- **ACTION ITEM**:
Report only the number of lines that contain the string "FairValue" in the records below.

*** RECORDS PROVIDED Section Begins ***

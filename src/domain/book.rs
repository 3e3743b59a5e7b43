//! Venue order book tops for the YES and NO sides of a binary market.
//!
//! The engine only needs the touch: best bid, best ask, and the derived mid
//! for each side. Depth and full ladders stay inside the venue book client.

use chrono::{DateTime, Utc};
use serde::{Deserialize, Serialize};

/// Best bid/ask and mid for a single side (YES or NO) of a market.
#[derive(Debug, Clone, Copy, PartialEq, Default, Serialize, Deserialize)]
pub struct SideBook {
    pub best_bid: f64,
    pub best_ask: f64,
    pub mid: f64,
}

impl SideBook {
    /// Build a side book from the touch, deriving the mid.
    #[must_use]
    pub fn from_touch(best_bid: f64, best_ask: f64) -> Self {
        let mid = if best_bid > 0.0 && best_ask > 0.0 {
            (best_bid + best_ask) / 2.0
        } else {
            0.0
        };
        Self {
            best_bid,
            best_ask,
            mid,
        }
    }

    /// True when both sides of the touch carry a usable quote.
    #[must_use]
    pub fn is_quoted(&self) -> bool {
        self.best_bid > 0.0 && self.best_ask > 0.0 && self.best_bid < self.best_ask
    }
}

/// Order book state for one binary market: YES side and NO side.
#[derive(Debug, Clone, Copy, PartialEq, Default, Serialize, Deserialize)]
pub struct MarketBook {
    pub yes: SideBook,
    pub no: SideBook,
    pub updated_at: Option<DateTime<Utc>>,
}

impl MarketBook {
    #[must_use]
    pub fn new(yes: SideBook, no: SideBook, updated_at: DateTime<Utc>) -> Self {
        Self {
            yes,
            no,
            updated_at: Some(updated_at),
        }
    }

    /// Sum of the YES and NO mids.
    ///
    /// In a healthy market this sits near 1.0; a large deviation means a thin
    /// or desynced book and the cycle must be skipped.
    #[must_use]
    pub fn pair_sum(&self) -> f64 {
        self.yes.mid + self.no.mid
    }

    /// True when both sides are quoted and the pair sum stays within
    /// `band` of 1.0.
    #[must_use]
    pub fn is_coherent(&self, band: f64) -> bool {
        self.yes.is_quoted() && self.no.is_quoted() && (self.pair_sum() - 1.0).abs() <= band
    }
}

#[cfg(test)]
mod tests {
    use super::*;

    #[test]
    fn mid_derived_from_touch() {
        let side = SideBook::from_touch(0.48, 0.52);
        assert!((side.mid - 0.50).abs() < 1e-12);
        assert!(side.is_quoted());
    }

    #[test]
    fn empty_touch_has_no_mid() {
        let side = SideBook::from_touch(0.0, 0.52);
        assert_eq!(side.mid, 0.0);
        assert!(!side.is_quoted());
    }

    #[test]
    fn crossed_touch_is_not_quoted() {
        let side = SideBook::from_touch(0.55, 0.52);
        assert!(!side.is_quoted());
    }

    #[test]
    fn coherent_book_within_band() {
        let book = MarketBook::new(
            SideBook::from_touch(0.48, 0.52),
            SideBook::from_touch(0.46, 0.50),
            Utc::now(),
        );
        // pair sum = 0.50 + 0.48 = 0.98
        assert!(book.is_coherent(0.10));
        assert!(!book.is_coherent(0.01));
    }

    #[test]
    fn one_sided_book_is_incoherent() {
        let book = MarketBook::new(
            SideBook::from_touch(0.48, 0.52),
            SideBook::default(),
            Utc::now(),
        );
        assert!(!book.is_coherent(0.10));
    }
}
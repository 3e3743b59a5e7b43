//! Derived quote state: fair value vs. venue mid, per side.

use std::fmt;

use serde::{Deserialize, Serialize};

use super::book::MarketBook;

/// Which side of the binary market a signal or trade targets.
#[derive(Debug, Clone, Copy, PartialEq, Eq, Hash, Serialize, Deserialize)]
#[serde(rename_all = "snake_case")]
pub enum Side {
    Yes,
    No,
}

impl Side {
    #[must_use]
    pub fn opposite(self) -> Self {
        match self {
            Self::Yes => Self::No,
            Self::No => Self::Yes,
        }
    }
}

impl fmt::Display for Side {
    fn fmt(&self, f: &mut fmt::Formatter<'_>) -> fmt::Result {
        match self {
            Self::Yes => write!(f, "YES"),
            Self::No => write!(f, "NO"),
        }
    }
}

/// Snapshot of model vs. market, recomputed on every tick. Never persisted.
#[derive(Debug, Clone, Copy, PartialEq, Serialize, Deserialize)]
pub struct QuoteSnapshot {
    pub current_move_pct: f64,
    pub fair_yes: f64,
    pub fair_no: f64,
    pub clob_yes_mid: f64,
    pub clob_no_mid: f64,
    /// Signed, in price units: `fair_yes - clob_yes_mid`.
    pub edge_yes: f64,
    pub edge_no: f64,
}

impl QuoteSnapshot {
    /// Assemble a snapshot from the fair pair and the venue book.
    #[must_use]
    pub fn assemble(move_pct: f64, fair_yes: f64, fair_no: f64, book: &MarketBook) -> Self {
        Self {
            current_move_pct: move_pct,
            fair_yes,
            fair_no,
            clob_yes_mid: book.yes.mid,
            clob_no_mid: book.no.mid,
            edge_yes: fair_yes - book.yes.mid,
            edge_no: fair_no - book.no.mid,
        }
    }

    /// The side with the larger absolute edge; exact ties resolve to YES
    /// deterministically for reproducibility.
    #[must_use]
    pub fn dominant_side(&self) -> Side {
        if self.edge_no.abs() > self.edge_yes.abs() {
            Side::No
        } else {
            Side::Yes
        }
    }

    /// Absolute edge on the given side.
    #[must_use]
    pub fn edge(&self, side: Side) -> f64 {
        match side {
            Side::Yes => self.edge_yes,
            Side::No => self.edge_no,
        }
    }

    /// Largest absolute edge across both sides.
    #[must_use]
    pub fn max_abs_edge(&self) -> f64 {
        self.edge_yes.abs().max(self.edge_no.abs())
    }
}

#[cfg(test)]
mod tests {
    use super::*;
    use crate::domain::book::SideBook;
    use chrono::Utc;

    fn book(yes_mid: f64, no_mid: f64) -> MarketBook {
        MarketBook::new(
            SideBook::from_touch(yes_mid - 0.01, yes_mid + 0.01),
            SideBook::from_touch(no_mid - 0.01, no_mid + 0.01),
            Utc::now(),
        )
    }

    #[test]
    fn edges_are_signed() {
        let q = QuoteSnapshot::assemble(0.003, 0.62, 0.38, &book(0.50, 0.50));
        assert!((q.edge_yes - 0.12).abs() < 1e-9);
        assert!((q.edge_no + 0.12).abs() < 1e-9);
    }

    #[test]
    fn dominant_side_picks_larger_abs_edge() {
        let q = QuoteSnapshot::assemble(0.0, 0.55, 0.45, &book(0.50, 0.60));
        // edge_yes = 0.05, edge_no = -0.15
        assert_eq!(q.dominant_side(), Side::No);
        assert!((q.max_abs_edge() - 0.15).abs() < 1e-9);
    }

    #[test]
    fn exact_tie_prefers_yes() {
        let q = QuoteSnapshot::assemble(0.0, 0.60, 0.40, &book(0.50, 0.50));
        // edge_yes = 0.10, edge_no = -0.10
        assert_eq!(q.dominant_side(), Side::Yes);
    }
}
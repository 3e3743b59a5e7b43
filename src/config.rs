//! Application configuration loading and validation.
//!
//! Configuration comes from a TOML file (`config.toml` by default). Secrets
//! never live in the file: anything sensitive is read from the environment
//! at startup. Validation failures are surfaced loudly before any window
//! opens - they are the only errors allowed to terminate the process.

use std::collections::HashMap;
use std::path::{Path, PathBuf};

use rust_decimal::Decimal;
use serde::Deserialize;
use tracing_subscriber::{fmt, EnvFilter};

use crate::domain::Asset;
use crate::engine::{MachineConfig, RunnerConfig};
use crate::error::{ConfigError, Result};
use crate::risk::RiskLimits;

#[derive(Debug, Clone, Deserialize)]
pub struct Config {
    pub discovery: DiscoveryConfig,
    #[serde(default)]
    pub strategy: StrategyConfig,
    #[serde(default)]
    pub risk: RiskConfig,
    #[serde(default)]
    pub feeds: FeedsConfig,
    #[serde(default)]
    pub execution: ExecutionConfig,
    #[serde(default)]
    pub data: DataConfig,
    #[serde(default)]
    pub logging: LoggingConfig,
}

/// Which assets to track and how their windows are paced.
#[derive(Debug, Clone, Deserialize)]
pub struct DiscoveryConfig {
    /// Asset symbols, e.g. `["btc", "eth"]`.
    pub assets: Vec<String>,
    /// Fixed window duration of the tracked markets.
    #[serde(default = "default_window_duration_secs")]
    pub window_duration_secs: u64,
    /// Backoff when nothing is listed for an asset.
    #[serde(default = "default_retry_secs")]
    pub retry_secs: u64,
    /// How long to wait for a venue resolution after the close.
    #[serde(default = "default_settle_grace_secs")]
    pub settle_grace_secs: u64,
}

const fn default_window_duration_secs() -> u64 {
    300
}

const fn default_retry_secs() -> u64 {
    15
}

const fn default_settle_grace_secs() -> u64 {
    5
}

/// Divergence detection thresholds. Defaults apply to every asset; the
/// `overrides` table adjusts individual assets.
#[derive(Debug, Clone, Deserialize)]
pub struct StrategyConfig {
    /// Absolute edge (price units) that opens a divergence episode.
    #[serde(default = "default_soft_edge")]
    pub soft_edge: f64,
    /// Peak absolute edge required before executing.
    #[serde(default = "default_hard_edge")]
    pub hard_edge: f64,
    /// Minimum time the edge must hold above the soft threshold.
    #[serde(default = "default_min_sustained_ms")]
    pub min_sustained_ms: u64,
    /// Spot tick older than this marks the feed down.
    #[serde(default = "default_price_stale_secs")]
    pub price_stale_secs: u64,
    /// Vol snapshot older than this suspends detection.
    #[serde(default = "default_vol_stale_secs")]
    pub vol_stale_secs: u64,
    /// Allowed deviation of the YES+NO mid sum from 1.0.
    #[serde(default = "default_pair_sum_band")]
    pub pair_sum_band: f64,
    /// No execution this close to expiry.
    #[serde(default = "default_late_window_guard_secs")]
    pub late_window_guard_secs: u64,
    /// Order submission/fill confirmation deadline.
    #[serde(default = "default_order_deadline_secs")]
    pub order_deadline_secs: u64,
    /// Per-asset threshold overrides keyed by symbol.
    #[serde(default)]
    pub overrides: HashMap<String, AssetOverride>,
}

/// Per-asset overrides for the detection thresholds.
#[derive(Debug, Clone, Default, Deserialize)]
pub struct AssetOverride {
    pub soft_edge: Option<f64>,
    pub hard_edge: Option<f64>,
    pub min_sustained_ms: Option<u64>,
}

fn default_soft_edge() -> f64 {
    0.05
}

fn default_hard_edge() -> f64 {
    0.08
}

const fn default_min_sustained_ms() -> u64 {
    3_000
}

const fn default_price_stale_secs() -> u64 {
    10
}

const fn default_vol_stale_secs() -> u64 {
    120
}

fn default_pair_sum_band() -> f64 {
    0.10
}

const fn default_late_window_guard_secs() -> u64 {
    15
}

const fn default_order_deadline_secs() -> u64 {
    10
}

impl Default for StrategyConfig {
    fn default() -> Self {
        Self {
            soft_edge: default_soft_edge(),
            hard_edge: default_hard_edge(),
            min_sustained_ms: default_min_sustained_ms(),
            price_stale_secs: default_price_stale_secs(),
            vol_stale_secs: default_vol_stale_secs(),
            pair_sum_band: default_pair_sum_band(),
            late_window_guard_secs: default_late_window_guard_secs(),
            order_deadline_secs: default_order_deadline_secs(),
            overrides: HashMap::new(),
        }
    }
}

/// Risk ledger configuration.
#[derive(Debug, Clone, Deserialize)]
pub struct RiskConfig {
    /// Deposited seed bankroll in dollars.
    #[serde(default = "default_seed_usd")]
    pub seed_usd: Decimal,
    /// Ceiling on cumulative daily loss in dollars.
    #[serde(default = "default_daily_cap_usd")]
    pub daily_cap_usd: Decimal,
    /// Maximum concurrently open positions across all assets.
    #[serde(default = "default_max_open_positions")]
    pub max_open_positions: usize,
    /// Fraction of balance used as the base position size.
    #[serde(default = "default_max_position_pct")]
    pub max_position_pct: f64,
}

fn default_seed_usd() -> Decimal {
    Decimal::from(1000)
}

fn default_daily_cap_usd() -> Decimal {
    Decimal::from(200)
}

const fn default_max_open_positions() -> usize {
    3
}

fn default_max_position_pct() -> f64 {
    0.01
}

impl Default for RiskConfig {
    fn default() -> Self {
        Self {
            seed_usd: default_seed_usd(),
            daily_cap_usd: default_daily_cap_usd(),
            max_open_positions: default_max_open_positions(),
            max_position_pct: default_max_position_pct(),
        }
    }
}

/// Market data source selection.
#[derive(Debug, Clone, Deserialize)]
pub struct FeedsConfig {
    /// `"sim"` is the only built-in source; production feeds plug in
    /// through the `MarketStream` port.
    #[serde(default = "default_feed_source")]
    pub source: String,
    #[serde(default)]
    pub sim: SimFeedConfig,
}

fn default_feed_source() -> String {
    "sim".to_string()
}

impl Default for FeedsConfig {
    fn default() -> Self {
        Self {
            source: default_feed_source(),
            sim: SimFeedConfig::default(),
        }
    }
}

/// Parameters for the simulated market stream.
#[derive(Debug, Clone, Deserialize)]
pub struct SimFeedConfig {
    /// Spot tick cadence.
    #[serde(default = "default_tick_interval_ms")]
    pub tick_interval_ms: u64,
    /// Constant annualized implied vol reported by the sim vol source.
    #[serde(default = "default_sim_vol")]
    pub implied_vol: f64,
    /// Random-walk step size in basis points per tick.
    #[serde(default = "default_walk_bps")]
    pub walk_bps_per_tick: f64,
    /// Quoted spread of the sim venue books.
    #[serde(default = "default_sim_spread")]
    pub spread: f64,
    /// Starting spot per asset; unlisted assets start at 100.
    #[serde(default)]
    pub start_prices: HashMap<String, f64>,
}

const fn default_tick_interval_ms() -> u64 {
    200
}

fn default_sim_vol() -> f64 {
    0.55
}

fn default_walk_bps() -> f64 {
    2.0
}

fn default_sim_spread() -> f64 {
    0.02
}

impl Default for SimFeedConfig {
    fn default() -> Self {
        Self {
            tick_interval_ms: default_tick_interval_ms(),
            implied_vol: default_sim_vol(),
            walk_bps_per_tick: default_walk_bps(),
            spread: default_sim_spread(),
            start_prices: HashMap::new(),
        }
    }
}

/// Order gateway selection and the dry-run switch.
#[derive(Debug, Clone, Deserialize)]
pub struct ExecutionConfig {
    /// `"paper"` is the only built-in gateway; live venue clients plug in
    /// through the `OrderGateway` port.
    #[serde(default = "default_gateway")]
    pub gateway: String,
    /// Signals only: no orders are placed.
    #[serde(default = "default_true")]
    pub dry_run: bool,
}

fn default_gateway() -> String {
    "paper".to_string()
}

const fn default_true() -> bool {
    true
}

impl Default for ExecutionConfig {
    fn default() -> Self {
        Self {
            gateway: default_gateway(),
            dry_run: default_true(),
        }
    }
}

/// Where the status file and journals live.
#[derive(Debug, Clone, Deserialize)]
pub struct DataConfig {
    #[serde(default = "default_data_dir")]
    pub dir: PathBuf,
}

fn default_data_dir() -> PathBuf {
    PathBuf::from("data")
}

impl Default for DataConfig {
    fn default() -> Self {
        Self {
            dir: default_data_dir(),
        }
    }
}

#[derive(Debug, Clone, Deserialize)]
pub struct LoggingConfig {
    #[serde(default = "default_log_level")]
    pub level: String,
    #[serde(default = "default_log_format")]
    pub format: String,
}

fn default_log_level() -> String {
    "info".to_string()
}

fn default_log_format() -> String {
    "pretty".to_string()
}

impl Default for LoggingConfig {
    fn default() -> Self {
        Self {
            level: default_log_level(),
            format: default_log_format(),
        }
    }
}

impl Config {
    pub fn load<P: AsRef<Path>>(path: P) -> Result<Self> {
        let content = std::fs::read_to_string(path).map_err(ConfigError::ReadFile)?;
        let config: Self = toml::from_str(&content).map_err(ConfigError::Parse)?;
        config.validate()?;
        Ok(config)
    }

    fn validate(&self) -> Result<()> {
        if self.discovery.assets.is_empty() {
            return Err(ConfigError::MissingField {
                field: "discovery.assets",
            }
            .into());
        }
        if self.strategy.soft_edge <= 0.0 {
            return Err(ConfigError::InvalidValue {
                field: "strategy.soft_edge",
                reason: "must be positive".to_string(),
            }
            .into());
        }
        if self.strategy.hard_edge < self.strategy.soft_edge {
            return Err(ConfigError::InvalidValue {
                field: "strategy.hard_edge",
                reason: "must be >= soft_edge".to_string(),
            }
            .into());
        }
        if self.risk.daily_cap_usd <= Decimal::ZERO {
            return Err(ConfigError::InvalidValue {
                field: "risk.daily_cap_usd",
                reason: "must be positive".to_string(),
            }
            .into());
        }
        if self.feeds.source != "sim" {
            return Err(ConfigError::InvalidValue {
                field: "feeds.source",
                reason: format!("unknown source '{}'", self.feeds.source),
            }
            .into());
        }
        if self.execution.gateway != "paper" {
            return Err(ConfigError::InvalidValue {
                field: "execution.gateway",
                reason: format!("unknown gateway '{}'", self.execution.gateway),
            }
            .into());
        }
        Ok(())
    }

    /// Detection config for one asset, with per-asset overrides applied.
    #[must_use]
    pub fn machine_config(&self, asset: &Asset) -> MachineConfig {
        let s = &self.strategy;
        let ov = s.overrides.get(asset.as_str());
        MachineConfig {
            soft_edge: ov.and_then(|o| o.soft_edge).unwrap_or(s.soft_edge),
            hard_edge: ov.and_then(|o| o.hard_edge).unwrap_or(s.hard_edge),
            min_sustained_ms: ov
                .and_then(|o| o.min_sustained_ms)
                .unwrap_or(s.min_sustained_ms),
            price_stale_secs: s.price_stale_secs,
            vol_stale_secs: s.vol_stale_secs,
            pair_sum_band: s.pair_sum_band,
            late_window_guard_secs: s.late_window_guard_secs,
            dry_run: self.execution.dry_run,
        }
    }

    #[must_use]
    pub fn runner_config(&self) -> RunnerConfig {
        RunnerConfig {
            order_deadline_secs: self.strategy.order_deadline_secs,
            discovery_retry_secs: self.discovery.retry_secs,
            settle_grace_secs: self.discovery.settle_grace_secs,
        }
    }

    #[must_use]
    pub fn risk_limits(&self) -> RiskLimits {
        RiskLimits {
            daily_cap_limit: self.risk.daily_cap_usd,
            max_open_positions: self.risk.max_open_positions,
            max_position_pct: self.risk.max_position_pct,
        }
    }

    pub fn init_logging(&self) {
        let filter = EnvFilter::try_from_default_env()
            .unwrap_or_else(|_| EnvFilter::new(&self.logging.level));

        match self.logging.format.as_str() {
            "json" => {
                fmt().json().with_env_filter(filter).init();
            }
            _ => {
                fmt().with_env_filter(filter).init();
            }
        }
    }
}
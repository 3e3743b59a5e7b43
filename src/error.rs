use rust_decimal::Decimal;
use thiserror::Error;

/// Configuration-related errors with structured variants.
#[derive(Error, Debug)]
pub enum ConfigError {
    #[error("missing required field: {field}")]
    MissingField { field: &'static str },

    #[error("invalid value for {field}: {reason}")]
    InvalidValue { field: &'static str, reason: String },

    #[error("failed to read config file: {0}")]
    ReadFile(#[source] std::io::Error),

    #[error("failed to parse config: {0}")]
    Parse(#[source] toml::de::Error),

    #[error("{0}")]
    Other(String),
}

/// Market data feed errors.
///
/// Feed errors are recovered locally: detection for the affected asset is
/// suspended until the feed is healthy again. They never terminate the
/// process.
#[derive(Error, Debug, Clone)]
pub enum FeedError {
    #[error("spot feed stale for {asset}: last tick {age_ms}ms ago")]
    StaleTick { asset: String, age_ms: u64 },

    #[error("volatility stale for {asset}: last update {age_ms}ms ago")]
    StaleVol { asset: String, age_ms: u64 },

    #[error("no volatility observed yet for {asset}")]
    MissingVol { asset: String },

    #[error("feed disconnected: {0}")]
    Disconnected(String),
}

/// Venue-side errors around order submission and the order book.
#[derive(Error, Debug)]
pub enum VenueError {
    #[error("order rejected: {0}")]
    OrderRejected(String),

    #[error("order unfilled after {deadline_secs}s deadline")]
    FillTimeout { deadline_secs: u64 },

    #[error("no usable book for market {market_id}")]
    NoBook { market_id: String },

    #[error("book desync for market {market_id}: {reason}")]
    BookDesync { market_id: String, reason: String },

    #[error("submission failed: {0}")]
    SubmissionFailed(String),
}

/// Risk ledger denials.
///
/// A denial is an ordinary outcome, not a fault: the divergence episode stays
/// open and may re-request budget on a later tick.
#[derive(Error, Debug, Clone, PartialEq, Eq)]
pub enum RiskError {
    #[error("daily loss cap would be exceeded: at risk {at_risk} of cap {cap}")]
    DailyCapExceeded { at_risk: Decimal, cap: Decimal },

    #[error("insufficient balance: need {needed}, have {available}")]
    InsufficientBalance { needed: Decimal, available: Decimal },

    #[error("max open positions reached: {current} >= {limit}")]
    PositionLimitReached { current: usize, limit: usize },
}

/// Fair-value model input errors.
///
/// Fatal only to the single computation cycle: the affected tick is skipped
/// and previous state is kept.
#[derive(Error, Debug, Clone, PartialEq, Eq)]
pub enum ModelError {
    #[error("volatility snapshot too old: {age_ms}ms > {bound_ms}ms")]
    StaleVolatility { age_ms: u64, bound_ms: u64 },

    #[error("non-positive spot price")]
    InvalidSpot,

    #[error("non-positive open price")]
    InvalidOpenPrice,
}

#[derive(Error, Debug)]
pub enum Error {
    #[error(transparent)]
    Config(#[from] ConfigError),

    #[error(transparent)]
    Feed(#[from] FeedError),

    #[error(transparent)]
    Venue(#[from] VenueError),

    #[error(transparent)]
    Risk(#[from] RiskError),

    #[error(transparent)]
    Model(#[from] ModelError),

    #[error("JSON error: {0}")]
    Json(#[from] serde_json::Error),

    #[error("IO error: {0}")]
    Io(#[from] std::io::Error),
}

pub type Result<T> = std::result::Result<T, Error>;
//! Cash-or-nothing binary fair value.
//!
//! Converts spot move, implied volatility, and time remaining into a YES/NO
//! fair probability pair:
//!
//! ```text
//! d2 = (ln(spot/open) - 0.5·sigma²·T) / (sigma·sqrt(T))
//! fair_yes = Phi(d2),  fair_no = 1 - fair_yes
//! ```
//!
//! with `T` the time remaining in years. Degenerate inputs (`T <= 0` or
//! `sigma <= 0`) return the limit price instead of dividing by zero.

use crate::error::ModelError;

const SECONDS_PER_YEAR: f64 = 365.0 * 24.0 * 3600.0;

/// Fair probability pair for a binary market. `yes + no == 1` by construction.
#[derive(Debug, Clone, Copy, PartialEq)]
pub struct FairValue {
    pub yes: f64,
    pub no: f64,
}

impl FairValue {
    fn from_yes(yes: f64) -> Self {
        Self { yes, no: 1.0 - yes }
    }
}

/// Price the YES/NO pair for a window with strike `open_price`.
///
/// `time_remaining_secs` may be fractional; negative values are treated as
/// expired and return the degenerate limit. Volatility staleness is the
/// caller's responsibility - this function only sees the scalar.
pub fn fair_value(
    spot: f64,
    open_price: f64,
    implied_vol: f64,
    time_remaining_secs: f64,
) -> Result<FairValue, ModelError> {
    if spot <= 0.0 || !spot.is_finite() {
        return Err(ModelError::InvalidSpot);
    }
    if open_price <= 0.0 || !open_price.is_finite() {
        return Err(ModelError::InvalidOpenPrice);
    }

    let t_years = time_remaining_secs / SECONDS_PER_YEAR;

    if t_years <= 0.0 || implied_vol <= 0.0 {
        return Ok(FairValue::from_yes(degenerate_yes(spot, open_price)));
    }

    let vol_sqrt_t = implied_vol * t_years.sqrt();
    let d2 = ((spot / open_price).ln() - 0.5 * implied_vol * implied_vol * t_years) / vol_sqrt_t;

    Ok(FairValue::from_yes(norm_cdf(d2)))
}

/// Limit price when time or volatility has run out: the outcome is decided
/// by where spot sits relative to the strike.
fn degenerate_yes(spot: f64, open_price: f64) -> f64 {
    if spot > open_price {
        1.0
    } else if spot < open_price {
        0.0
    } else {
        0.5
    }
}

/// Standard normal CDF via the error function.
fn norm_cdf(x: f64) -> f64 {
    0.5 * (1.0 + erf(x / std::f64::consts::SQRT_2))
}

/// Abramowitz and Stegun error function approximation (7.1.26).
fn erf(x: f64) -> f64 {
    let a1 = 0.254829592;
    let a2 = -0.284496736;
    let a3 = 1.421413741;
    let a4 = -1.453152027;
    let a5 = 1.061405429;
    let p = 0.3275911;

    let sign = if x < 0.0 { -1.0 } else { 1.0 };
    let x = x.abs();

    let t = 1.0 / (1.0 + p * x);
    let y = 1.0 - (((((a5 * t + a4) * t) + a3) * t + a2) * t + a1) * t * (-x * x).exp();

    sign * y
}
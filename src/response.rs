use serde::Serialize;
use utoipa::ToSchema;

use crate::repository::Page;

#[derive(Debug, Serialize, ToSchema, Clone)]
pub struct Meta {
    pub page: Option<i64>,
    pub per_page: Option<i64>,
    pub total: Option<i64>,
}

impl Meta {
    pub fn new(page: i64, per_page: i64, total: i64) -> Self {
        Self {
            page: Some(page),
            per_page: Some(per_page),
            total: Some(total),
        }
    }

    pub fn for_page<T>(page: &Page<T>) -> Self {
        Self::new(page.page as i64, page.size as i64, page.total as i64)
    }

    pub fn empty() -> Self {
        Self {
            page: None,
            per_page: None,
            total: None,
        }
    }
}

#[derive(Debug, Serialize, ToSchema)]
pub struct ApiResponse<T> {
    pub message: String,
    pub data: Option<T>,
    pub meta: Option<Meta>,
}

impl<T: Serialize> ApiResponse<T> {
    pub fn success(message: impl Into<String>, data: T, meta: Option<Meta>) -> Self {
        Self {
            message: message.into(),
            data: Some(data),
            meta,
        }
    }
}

*** RECORDS PROVIDED Section Ends ***

- **ANSWER TO THIS TASK**:
5